**Task prompt**
From the records below, transcribe only the lines running from the one with "op: impl FnOnce(&mut" through the one with "message.to_string(), id, semantics));". Keep both of those end lines.

======== Data for review

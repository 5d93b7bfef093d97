/*
 * Copyright (c) 2024. Govcraft
 *
 * Licensed under either of
 *   * Apache License, Version 2.0 (the "License");
 *     you may not use this file except in compliance with the License.
 *     You may obtain a copy of the License at http://www.apache.org/licenses/LICENSE-2.0
 *   * MIT license: http://opensource.org/licenses/MIT
 *
 * Unless required by applicable law or agreed to in writing, software
 * distributed under the License is distributed on an "AS IS" BASIS,
 * WITHOUT WARRANTIES OR CONDITIONS OF ANY KIND, either express or implied.
 * See the applicable License for the specific language governing permissions and
 * limitations under that License.
 */

//! The channel half of the generated-code contract.
//!
//! A [`Channel`] connects the two endpoints of one protocol instance. It keeps
//! one FIFO queue per direction and a stack of requests awaiting their reply.
//! The ordering firewall applies to the endpoint a pending request blocks:
//!
//! * a caller may only dispatch what reaches it until its reply is dispatched;
//! * a `sync` callee may only reply between delivery and reply;
//! * an `rpc` callee may reply or call back into its caller in that window.
//!
//! A callee that has replied is released, and a fire-and-forget message sent
//! before a request reaches its callee simply crosses it. Two requests crossing
//! each other are a race and fault.
//!
//! Every fault is fatal: both endpoints fail and the channel stops accepting work.

use std::collections::VecDeque;
use std::fmt;
use std::sync::Arc;

use derive_new::new;
use static_assertions::assert_impl_all;
use tracing::{debug, error, instrument, trace};

use crate::ast::SendSemantics;
use crate::contract::{ActorInstance, ProtocolFault};
use crate::ir::{LoweredProtocol, Role};

/// Lifecycle of a channel.
#[derive(Debug, Clone, Copy, PartialEq, Eq, Hash)]
pub enum ChannelState {
    /// Open with no request outstanding.
    Idle,
    /// Open with at least one request awaiting its reply.
    Waiting,
    /// Closed normally; both endpoints are dead.
    Closed,
    /// Torn down by a fault; both endpoints are failed.
    Error,
}

impl ChannelState {
    /// Returns `true` while the channel accepts work.
    pub fn is_open(self) -> bool {
        matches!(self, ChannelState::Idle | ChannelState::Waiting)
    }
}

impl fmt::Display for ChannelState {
    fn fmt(&self, f: &mut fmt::Formatter<'_>) -> fmt::Result {
        f.write_str(match self {
            ChannelState::Idle => "idle",
            ChannelState::Waiting => "waiting",
            ChannelState::Closed => "closed",
            ChannelState::Error => "in error",
        })
    }
}

/// What an envelope carries.
#[derive(Debug, Clone, Copy, PartialEq, Eq, Hash)]
pub enum EnvelopeKind {
    /// A fire-and-forget message.
    Message,
    /// A `sync` or `rpc` request.
    Request,
    /// The reply to a request.
    Reply,
}

/// One queued message.
#[derive(new, Debug, Clone, PartialEq, Eq)]
pub struct Envelope {
    /// What the envelope carries.
    pub kind: EnvelopeKind,
    /// Message name.
    pub message: String,
    /// Message id, or the reply id for replies.
    pub id: u32,
    /// Semantics of the exchange.
    pub semantics: SendSemantics,
}

/// A delivered envelope, as seen by its receiver.
#[derive(new, Debug, Clone, PartialEq, Eq)]
pub struct Delivery {
    /// The receiving end.
    pub to: Role,
    /// What was delivered.
    pub kind: EnvelopeKind,
    /// Message name.
    pub message: String,
    /// Receiver state after delivery.
    pub state: String,
}

#[derive(new, Debug, Clone)]
struct Frame {
    caller: Role,
    message: String,
    id: u32,
    semantics: SendSemantics,
    #[new(default)]
    delivered: bool,
    #[new(default)]
    answered: bool,
}

assert_impl_all!(Envelope: Send, Sync);

/// Both endpoints of one protocol instance and the traffic between them.
#[derive(Debug, Clone)]
pub struct Channel {
    protocol: String,
    endpoints: [ActorInstance; 2],
    queues: [VecDeque<Envelope>; 2],
    pending: Vec<Frame>,
    state: ChannelState,
}

impl Channel {
    /// Opens a channel with both endpoints in the start state.
    pub fn open(protocol: &LoweredProtocol) -> Self {
        debug!(protocol = %protocol.protocol, "channel opened");
        Self {
            protocol: protocol.protocol.clone(),
            endpoints: [
                ActorInstance::new(Arc::new(protocol.parent().clone())),
                ActorInstance::new(Arc::new(protocol.child().clone())),
            ],
            queues: [VecDeque::new(), VecDeque::new()],
            pending: Vec::new(),
            state: ChannelState::Idle,
        }
    }

    /// Current channel state.
    pub fn state(&self) -> ChannelState {
        self.state
    }

    /// The endpoint playing `role`.
    pub fn endpoint(&self, role: Role) -> &ActorInstance {
        &self.endpoints[role.index()]
    }

    /// Number of requests awaiting their reply.
    pub fn pending_depth(&self) -> usize {
        self.pending.len()
    }

    /// Number of envelopes queued for `to`.
    pub fn queued(&self, to: Role) -> usize {
        self.queues[to.index()].len()
    }

    /// Sends a fire-and-forget message.
    pub fn send(&mut self, from: Role, message: &str) -> Result<(), ProtocolFault> {
        self.guarded(|ch| ch.issue(from, message, SendSemantics::Async))
    }

    /// Sends a `sync` request; the sender waits until the reply is dispatched to it.
    pub fn send_sync(&mut self, from: Role, message: &str) -> Result<(), ProtocolFault> {
        self.guarded(|ch| ch.issue(from, message, SendSemantics::Sync))
    }

    /// Issues an `rpc` call.
    pub fn call(&mut self, from: Role, message: &str) -> Result<(), ProtocolFault> {
        self.guarded(|ch| ch.issue(from, message, SendSemantics::Rpc))
    }

    /// Replies to the innermost pending request.
    pub fn reply(&mut self, from: Role, message: &str) -> Result<(), ProtocolFault> {
        self.guarded(|ch| ch.answer(from, message))
    }

    /// Delivers the oldest envelope queued for `to`, `None` when there is none.
    pub fn dispatch(&mut self, to: Role) -> Result<Option<Delivery>, ProtocolFault> {
        self.guarded(|ch| match ch.queues[to.index()].pop_front() {
            Some(envelope) => ch.deliver(to, envelope).map(Some),
            None => Ok(None),
        })
    }

    /// Dispatches everything queued for `to`, in order.
    pub fn drain(&mut self, to: Role) -> Result<Vec<Delivery>, ProtocolFault> {
        let mut delivered = Vec::new();
        while let Some(delivery) = self.dispatch(to)? {
            delivered.push(delivery);
        }
        Ok(delivered)
    }

    /// Closes the channel, moving both endpoints to the dead state.
    ///
    /// Closing twice is harmless; closing a faulted channel is not possible.
    #[instrument(skip(self), fields(protocol = %self.protocol))]
    pub fn close(&mut self) -> Result<(), ProtocolFault> {
        match self.state {
            ChannelState::Closed => return Ok(()),
            ChannelState::Error => return Err(ProtocolFault::ChannelError { state: self.state }),
            ChannelState::Idle | ChannelState::Waiting => {}
        }
        for endpoint in &mut self.endpoints {
            endpoint.destroy();
        }
        self.queues.iter_mut().for_each(VecDeque::clear);
        self.pending.clear();
        self.state = ChannelState::Closed;
        debug!("channel closed");
        Ok(())
    }

    fn guarded<T>(
        &mut self,
        op: impl FnOnce(&mut Self) -> Result<T, ProtocolFault>,
    ) -> Result<T, ProtocolFault> {
        if !self.state.is_open() {
            return Err(ProtocolFault::ChannelError { state: self.state });
        }
        op(self).map_err(|fault| self.tear_down(fault))
    }

    fn tear_down(&mut self, fault: ProtocolFault) -> ProtocolFault {
        error!(protocol = %self.protocol, %fault, "channel fault");
        for endpoint in &mut self.endpoints {
            endpoint.fail();
        }
        self.queues.iter_mut().for_each(VecDeque::clear);
        self.pending.clear();
        self.state = ChannelState::Error;
        fault
    }

    fn issue(
        &mut self,
        from: Role,
        message: &str,
        expected: SendSemantics,
    ) -> Result<(), ProtocolFault> {
        let stub = self.endpoints[from.index()].outbound(message)?;
        let semantics = stub.semantics.unwrap_or_default();
        let id = stub.id.unwrap_or_default();
        if semantics != expected {
            return Err(ProtocolFault::SemanticsMismatch {
                message: message.to_string(),
                semantics,
            });
        }
        self.firewall(from, message, semantics)?;
        self.endpoints[from.index()].fire(semantics.outbound_trigger(), message)?;

        let kind = if semantics.has_reply() {
            self.pending
                .push(Frame::new(from, message.to_string(), id, semantics));
            self.state = ChannelState::Waiting;
            EnvelopeKind::Request
        } else {
            EnvelopeKind::Message
        };
        self.queues[from.peer().index()].push_back(Envelope::new(
            kind,
            message.to_string(),
            id,
            semantics,
        ));
        trace!(from = %from, message, id, depth = self.pending.len(), "queued");
        Ok(())
    }

    fn firewall(
        &self,
        from: Role,
        message: &str,
        semantics: SendSemantics,
    ) -> Result<(), ProtocolFault> {
        let breach = |frame: &Frame| ProtocolFault::FirewallBreach {
            role: from,
            operation: if semantics.has_reply() { "call" } else { "send" },
            message: message.to_string(),
            pending: frame.message.clone(),
        };
        for frame in self.pending.iter().rev() {
            if frame.caller == from {
                return Err(breach(frame));
            }
            if frame.answered {
                continue;
            }
            if !frame.delivered {
                if semantics.has_reply() {
                    return Err(breach(frame));
                }
                continue;
            }
            let nested_call =
                semantics == SendSemantics::Rpc && frame.semantics == SendSemantics::Rpc;
            return if nested_call { Ok(()) } else { Err(breach(frame)) };
        }
        Ok(())
    }

    fn answer(&mut self, from: Role, message: &str) -> Result<(), ProtocolFault> {
        let top = self
            .pending
            .last_mut()
            .ok_or_else(|| ProtocolFault::UnexpectedReply {
                message: message.to_string(),
            })?;
        if top.caller == from || !top.delivered || top.answered || top.message != message {
            return Err(ProtocolFault::ReplyMismatch {
                message: message.to_string(),
                pending: top.message.clone(),
            });
        }
        top.answered = true;
        let envelope = Envelope::new(
            EnvelopeKind::Reply,
            message.to_string(),
            top.id + 1,
            top.semantics,
        );
        self.queues[top.caller.index()].push_back(envelope);
        trace!(from = %from, message, "reply queued");
        Ok(())
    }

    fn deliver(&mut self, to: Role, envelope: Envelope) -> Result<Delivery, ProtocolFault> {
        match envelope.kind {
            EnvelopeKind::Message | EnvelopeKind::Request => {
                let trigger = envelope.semantics.inbound_trigger();
                let state = self.endpoints[to.index()]
                    .fire(trigger, &envelope.message)?
                    .to_string();
                if envelope.kind == EnvelopeKind::Request {
                    if let Some(frame) = self
                        .pending
                        .iter_mut()
                        .rev()
                        .find(|f| f.id == envelope.id && f.caller == to.peer() && !f.delivered)
                    {
                        frame.delivered = true;
                    }
                }
                Ok(Delivery::new(to, envelope.kind, envelope.message, state))
            }
            EnvelopeKind::Reply => {
                // Frames above the receiver's own belong to requests its peer
                // issued after replying.
                let position = self
                    .pending
                    .iter()
                    .rposition(|f| f.caller == to)
                    .ok_or_else(|| ProtocolFault::UnexpectedReply {
                        message: envelope.message.clone(),
                    })?;
                let frame = &self.pending[position];
                if !frame.answered || envelope.id != frame.id + 1 {
                    return Err(ProtocolFault::ReplyMismatch {
                        message: envelope.message,
                        pending: frame.message.clone(),
                    });
                }
                self.pending.remove(position);
                if self.pending.is_empty() {
                    self.state = ChannelState::Idle;
                }
                let state = self.endpoints[to.index()].state().to_string();
                Ok(Delivery::new(to, envelope.kind, envelope.message, state))
            }
        }
    }
}

assert_impl_all!(Channel: Send, Sync);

================

**Completed task**
        op: impl FnOnce(&mut Self) -> Result<T, ProtocolFault>,
    ) -> Result<T, ProtocolFault> {
        if !self.state.is_open() {
            return Err(ProtocolFault::ChannelError { state: self.state });
        }
        op(self).map_err(|fault| self.tear_down(fault))
    }

    fn tear_down(&mut self, fault: ProtocolFault) -> ProtocolFault {
        error!(protocol = %self.protocol, %fault, "channel fault");
        for endpoint in &mut self.endpoints {
            endpoint.fail();
        }
        self.queues.iter_mut().for_each(VecDeque::clear);
        self.pending.clear();
        self.state = ChannelState::Error;
        fault
    }

    fn issue(
        &mut self,
        from: Role,
        message: &str,
        expected: SendSemantics,
    ) -> Result<(), ProtocolFault> {
        let stub = self.endpoints[from.index()].outbound(message)?;
        let semantics = stub.semantics.unwrap_or_default();
        let id = stub.id.unwrap_or_default();
        if semantics != expected {
            return Err(ProtocolFault::SemanticsMismatch {
                message: message.to_string(),
                semantics,
            });
        }
        self.firewall(from, message, semantics)?;
        self.endpoints[from.index()].fire(semantics.outbound_trigger(), message)?;

        let kind = if semantics.has_reply() {
            self.pending
                .push(Frame::new(from, message.to_string(), id, semantics));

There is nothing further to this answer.